Paddock's family said there was nothing in his past that would suggest violence. Family members said that Paddock spent much of his retirement in recent years staying in hotels in Las Vegas and gambling. They said he listened to country music and went to concerts at Vegas hotels, similar to the one Sunday night where he opened fire on a crowd of concertgoers.
Public records show Paddock was a licensed pilot who owned two planes. And he had a hunting license from Alaska.
"We are in complete shock, bewilderment and horror. We have absolutely no idea how in the world Steve did this. Absolutely no concept," said one relative, who spoke on the condition of anonymity to avoid hurting other relatives. "There was nothing secret or strange about him."
Property records show he had homes in both Mesquite, Texas, and Mesquite in Nevada. He bought his current home in Mesquite, Nevada, in 2013, and appears to have been living there ever since.
Las Vegas police said authorities were in the process of searching Paddock's home in Mesquite, Nevada, on Monday morning. Quinn Averett, a spokesman for the Mesquite Police Department said Paddock was unknown to local authorities in the city 80 miles northeast of Las Vegas. Mesquite police have no recorded interactions with Paddock.
Las Vegas police said the same.
"We have no investigative information or background associated with this individual that is derogatory," said Sheriff Joseph Lombardo of the Las Vegas Metropolitan Police Department. "The only thing we can tell is he received a citation several years ago, that citation was handled as a matter of normal practice in the court system."
After the shooting, Paddock was found dead by officers on the 32nd floor of the Mandalay Bay Resort and Casino, Lombardo said during a news briefing.
Police believe Paddock was a "lone wolf" attacker. Lombardo did not give further details, however, on Paddock's background or possible motivation.
"We have no idea what his belief system was," Lombardo said. "Right now, we believe he was the sole aggressor."
Paddock, who arrived at the hotel on Thursday, was found with more than 10 rifles, Lombardo said. Relatives said they knew Paddock owned guns but believed they were legal.

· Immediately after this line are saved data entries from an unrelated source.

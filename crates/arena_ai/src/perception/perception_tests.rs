//! Tests для сенсора (fake world, без ECS)

#[cfg(test)]
mod tests {
    use super::super::{
        Perception, PerceptionConfig, RayHit, SensorOrigin, SpatialQuery, TargetDirectory,
        TargetInfo,
    };
    use bevy::prelude::*;
    use std::cell::RefCell;
    use std::collections::HashMap;

    /// Fake world: overlap возвращает заданный список, raycast блокирован
    /// для целей из `blocked`.
    #[derive(Default)]
    struct FakeWorld {
        candidates: Vec<Entity>,
        infos: HashMap<Entity, TargetInfo>,
        blocked: Vec<Entity>,
        raycast_targets: RefCell<Vec<Vec3>>,
    }

    impl FakeWorld {
        fn add(&mut self, id: u32, position: Vec3, team: Option<u64>, is_dead: bool) -> Entity {
            let entity = Entity::from_raw(id);
            self.candidates.push(entity);
            self.infos.insert(entity, TargetInfo { position, team, is_dead });
            entity
        }
    }

    impl SpatialQuery for FakeWorld {
        fn overlap_sphere(&self, _center: Vec3, _radius: f32, _mask: u32) -> Vec<Entity> {
            self.candidates.clone()
        }

        fn raycast(&self, origin: Vec3, direction: Vec3, max_distance: f32, _mask: u32) -> Option<RayHit> {
            let end = origin + direction.normalize() * max_distance;
            self.raycast_targets.borrow_mut().push(end);

            let blocked = self.blocked.iter().any(|entity| {
                self.infos
                    .get(entity)
                    .is_some_and(|info| (info.position + Vec3::Y * 1.2).distance(end) < 0.01)
            });

            blocked.then(|| RayHit {
                entity: Entity::from_raw(999),
                point: origin,
                distance: 0.0,
            })
        }
    }

    impl TargetDirectory for FakeWorld {
        fn describe(&self, entity: Entity) -> Option<TargetInfo> {
            self.infos.get(&entity).copied()
        }
    }

    fn observer() -> SensorOrigin {
        SensorOrigin {
            entity: Entity::from_raw(1),
            team: Some(1),
            position: Vec3::ZERO,
        }
    }

    #[test]
    fn test_picks_nearest_visible_enemy() {
        let mut world = FakeWorld::default();
        world.add(10, Vec3::new(8.0, 0.0, 0.0), Some(2), false);
        let near = world.add(11, Vec3::new(3.0, 0.0, 0.0), Some(2), false);

        let mut perception = Perception::default();
        perception.sense(&observer(), &PerceptionConfig::default(), &world);

        assert_eq!(perception.current_target, Some(near));
        assert!(perception.has_line_of_sight);
        assert_eq!(perception.last_known_target_position, Vec3::new(3.0, 0.0, 0.0));
    }

    #[test]
    fn test_skips_self_allies_and_dead() {
        let mut world = FakeWorld::default();
        // Сам наблюдатель в overlap
        world.add(1, Vec3::ZERO, Some(1), false);
        world.add(12, Vec3::new(1.0, 0.0, 0.0), Some(1), false);
        world.add(13, Vec3::new(2.0, 0.0, 0.0), Some(2), true);
        let enemy = world.add(14, Vec3::new(6.0, 0.0, 0.0), Some(2), false);

        let mut perception = Perception::default();
        let raycasts = perception.sense(&observer(), &PerceptionConfig::default(), &world);

        assert_eq!(perception.current_target, Some(enemy));
        assert_eq!(raycasts, 1, "raycast только для валидного кандидата");
    }

    #[test]
    fn test_teamless_candidate_is_not_an_ally() {
        let mut world = FakeWorld::default();
        let dummy = world.add(20, Vec3::new(4.0, 0.0, 0.0), None, false);

        let mut perception = Perception::default();
        perception.sense(&observer(), &PerceptionConfig::default(), &world);

        assert_eq!(perception.current_target, Some(dummy));
    }

    #[test]
    fn test_occluded_nearest_falls_back_to_farther() {
        let mut world = FakeWorld::default();
        let near = world.add(30, Vec3::new(2.0, 0.0, 0.0), Some(2), false);
        let far = world.add(31, Vec3::new(9.0, 0.0, 0.0), Some(2), false);
        world.blocked.push(near);

        let mut perception = Perception::default();
        let raycasts = perception.sense(&observer(), &PerceptionConfig::default(), &world);

        assert_eq!(perception.current_target, Some(far));
        assert_eq!(raycasts, 2);
    }

    #[test]
    fn test_raycast_skipped_for_candidates_farther_than_best() {
        let mut world = FakeWorld::default();
        world.add(40, Vec3::new(2.0, 0.0, 0.0), Some(2), false);
        world.add(41, Vec3::new(5.0, 0.0, 0.0), Some(2), false);
        world.add(42, Vec3::new(7.0, 0.0, 0.0), Some(2), false);

        let mut perception = Perception::default();
        let raycasts = perception.sense(&observer(), &PerceptionConfig::default(), &world);

        assert_eq!(raycasts, 1);
        // Луч идёт от глаз к глазам цели
        let ends = world.raycast_targets.borrow();
        assert!((ends[0] - Vec3::new(2.0, 1.2, 0.0)).length() < 1e-4);
    }

    #[test]
    fn test_lost_target_keeps_last_known_position() {
        let mut world = FakeWorld::default();
        let enemy = world.add(50, Vec3::new(5.0, 0.0, 5.0), Some(2), false);

        let mut perception = Perception::default();
        perception.sense(&observer(), &PerceptionConfig::default(), &world);
        assert_eq!(perception.visible_target(), Some((enemy, Vec3::new(5.0, 0.0, 5.0))));

        world.blocked.push(enemy);
        perception.sense(&observer(), &PerceptionConfig::default(), &world);

        assert_eq!(perception.current_target, None);
        assert!(!perception.has_line_of_sight);
        assert_eq!(perception.visible_target(), None);
        assert_eq!(perception.last_known_target_position, Vec3::new(5.0, 0.0, 5.0));
    }

    #[test]
    fn test_empty_world() {
        let world = FakeWorld::default();
        let mut perception = Perception::default();
        let raycasts = perception.sense(&observer(), &PerceptionConfig::default(), &world);

        assert_eq!(raycasts, 0);
        assert_eq!(perception, Perception::default());
    }
}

On Monday morning, police released a picture of Danley, saying they were searching for her as a person of interest. They later said they she was out of the country, and has been located and detained. Authorities called her a companion of Paddock.
Authorities described Danley as Asian, 4 foot 11 inches tall and weighing 111 pounds.
In a statement, Lockheed Martin, the defense giant, said that Paddock worked for them for three years in the 1980s.
"Stephen Paddock worked for a predecessor company of Lockheed Martin from 1985 until 1988," the company said in a statement. "We're cooperating with authorities to answer questions they may have about Mr. Paddock and his time with the company."
The shooting on Sunday was the deadliest mass shooting in modern American history, killing at least 50 people and injuring hundreds of others.